### Required action
Give the following records again in full and without alteration.

### Information
++++
//! Slash command parsing for the chat application.
//!
//! This module handles parsing of special commands that start with `/`,
//! allowing users to control the chat session without sending messages
//! to the remote assistant.

/// A parsed chat command.
///
/// These commands control the chat session and are never transmitted.
#[derive(Debug, Clone, PartialEq)]
pub enum ChatCommand {
    /// Clear the conversation history.
    Clear,

    /// Switch to an existing session handle.
    Session(String),

    /// Provision a new chat identity, optionally with a behavioral prompt.
    Provision(Option<String>),

    /// Print the shareable link for the current session.
    Link,

    /// Display session statistics (message count, endpoint, etc.).
    Stats,

    /// Display help information.
    Help,

    /// Exit the chat application.
    Quit,

    /// An unrecognized or malformed command, with an explanation.
    Invalid(String),
}

/// Parses a line of input as a slash command.
///
/// Returns `None` for regular messages (anything not starting with `/`).
///
/// # Example
///
/// ```
/// # use dmchat::chat::parse_command;
/// assert!(parse_command("/quit").is_some());
/// assert!(parse_command("/session 66a1f00d").is_some());
/// assert!(parse_command("Hello!").is_none());
/// ```
pub fn parse_command(input: &str) -> Option<ChatCommand> {
    let input = input.trim();

    if !input.starts_with('/') {
        return None;
    }

    let mut parts = input[1..].splitn(2, ' ');
    let command = parts.next()?.to_lowercase();
    let argument = parts.next().map(|s| s.trim()).filter(|s| !s.is_empty());

    let result = match command.as_str() {
        "clear" => ChatCommand::Clear,
        "session" => match argument {
            Some(handle) => ChatCommand::Session(handle.to_string()),
            None => ChatCommand::Invalid("/session requires a session handle".to_string()),
        },
        "provision" => ChatCommand::Provision(argument.map(|s| s.to_string())),
        "link" => ChatCommand::Link,
        "stats" | "status" => ChatCommand::Stats,
        "help" | "?" => ChatCommand::Help,
        "quit" | "exit" | "q" => ChatCommand::Quit,
        _ => ChatCommand::Invalid(format!("Unknown command: /{}", command)),
    };

    Some(result)
}

/// Returns help text describing available commands.
pub fn help_text() -> &'static str {
    "Commands:\n\
     /session <id>       Chat with an existing session handle\n\
     /provision [prompt] Provision a new identity (optional behavioral prompt)\n\
     /link               Print the shareable link for the current session\n\
     /clear              Clear conversation history\n\
     /stats              Show session statistics\n\
     /help               Show this help\n\
     /quit               Exit"
}

#[cfg(test)]
mod tests {
    use super::*;

    #[test]
    fn regular_messages_are_not_commands() {
        assert!(parse_command("Hello there").is_none());
        assert!(parse_command("").is_none());
        assert!(parse_command("what does /quit do?").is_none());
    }

    #[test]
    fn parse_simple_commands() {
        assert_eq!(parse_command("/quit"), Some(ChatCommand::Quit));
        assert_eq!(parse_command("/exit"), Some(ChatCommand::Quit));
        assert_eq!(parse_command("/clear"), Some(ChatCommand::Clear));
        assert_eq!(parse_command("/link"), Some(ChatCommand::Link));
        assert_eq!(parse_command("/stats"), Some(ChatCommand::Stats));
        assert_eq!(parse_command("/help"), Some(ChatCommand::Help));
        assert_eq!(parse_command("/?"), Some(ChatCommand::Help));
    }

    #[test]
    fn parse_session_command() {
        assert_eq!(
            parse_command("/session 66a1f00d"),
            Some(ChatCommand::Session("66a1f00d".to_string()))
        );
        assert!(matches!(
            parse_command("/session"),
            Some(ChatCommand::Invalid(_))
        ));
    }

    #[test]
    fn parse_provision_command() {
        assert_eq!(parse_command("/provision"), Some(ChatCommand::Provision(None)));
        assert_eq!(
            parse_command("/provision Only discuss my public notes"),
            Some(ChatCommand::Provision(Some(
                "Only discuss my public notes".to_string()
            )))
        );
    }

    #[test]
    fn unknown_command_is_invalid() {
        assert!(matches!(
            parse_command("/frobnicate"),
            Some(ChatCommand::Invalid(_))
        ));
    }

    #[test]
    fn commands_are_case_insensitive() {
        assert_eq!(parse_command("/QUIT"), Some(ChatCommand::Quit));
        assert_eq!(parse_command("/Help"), Some(ChatCommand::Help));
    }
}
++++
### Written answer
//! Slash command parsing for the chat application.
//!
//! This module handles parsing of special commands that start with `/`,
//! allowing users to control the chat session without sending messages
//! to the remote assistant.

/// A parsed chat command.
///
/// These commands control the chat session and are never transmitted.
#[derive(Debug, Clone, PartialEq)]
pub enum ChatCommand {
    /// Clear the conversation history.
    Clear,

    /// Switch to an existing session handle.
    Session(String),

    /// Provision a new chat identity, optionally with a behavioral prompt.
    Provision(Option<String>),

    /// Print the shareable link for the current session.
    Link,

    /// Display session statistics (message count, endpoint, etc.).
    Stats,

    /// Display help information.
    Help,

    /// Exit the chat application.
    Quit,

    /// An unrecognized or malformed command, with an explanation.
    Invalid(String),
}

/// Parses a line of input as a slash command.
///
/// Returns `None` for regular messages (anything not starting with `/`).
///
/// # Example
///
/// ```
/// # use dmchat::chat::parse_command;
/// assert!(parse_command("/quit").is_some());
/// assert!(parse_command("/session 66a1f00d").is_some());
/// assert!(parse_command("Hello!").is_none());
/// ```
pub fn parse_command(input: &str) -> Option<ChatCommand> {
    let input = input.trim();

    if !input.starts_with('/') {
        return None;
    }

    let mut parts = input[1..].splitn(2, ' ');
    let command = parts.next()?.to_lowercase();
    let argument = parts.next().map(|s| s.trim()).filter(|s| !s.is_empty());

    let result = match command.as_str() {
        "clear" => ChatCommand::Clear,
        "session" => match argument {
            Some(handle) => ChatCommand::Session(handle.to_string()),
            None => ChatCommand::Invalid("/session requires a session handle".to_string()),
        },
        "provision" => ChatCommand::Provision(argument.map(|s| s.to_string())),
        "link" => ChatCommand::Link,
        "stats" | "status" => ChatCommand::Stats,
        "help" | "?" => ChatCommand::Help,
        "quit" | "exit" | "q" => ChatCommand::Quit,
        _ => ChatCommand::Invalid(format!("Unknown command: /{}", command)),
    };

    Some(result)
}

/// Returns help text describing available commands.
pub fn help_text() -> &'static str {
    "Commands:\n\
     /session <id>       Chat with an existing session handle\n\
     /provision [prompt] Provision a new identity (optional behavioral prompt)\n\
     /link               Print the shareable link for the current session\n\
     /clear              Clear conversation history\n\
     /stats              Show session statistics\n\
     /help               Show this help\n\
     /quit               Exit"
}

#[cfg(test)]
mod tests {
    use super::*;

    #[test]
    fn regular_messages_are_not_commands() {
        assert!(parse_command("Hello there").is_none());
        assert!(parse_command("").is_none());
        assert!(parse_command("what does /quit do?").is_none());
    }

    #[test]
    fn parse_simple_commands() {
        assert_eq!(parse_command("/quit"), Some(ChatCommand::Quit));
        assert_eq!(parse_command("/exit"), Some(ChatCommand::Quit));
        assert_eq!(parse_command("/clear"), Some(ChatCommand::Clear));
        assert_eq!(parse_command("/link"), Some(ChatCommand::Link));
        assert_eq!(parse_command("/stats"), Some(ChatCommand::Stats));
        assert_eq!(parse_command("/help"), Some(ChatCommand::Help));
        assert_eq!(parse_command("/?"), Some(ChatCommand::Help));
    }

    #[test]
    fn parse_session_command() {
        assert_eq!(
            parse_command("/session 66a1f00d"),
            Some(ChatCommand::Session("66a1f00d".to_string()))
        );
        assert!(matches!(
            parse_command("/session"),
            Some(ChatCommand::Invalid(_))
        ));
    }

    #[test]
    fn parse_provision_command() {
        assert_eq!(parse_command("/provision"), Some(ChatCommand::Provision(None)));
        assert_eq!(
            parse_command("/provision Only discuss my public notes"),
            Some(ChatCommand::Provision(Some(
                "Only discuss my public notes".to_string()
            )))
        );
    }

    #[test]
    fn unknown_command_is_invalid() {
        assert!(matches!(
            parse_command("/frobnicate"),
            Some(ChatCommand::Invalid(_))
        ));
    }

    #[test]
    fn commands_are_case_insensitive() {
        assert_eq!(parse_command("/QUIT"), Some(ChatCommand::Quit));
        assert_eq!(parse_command("/Help"), Some(ChatCommand::Help));
    }
}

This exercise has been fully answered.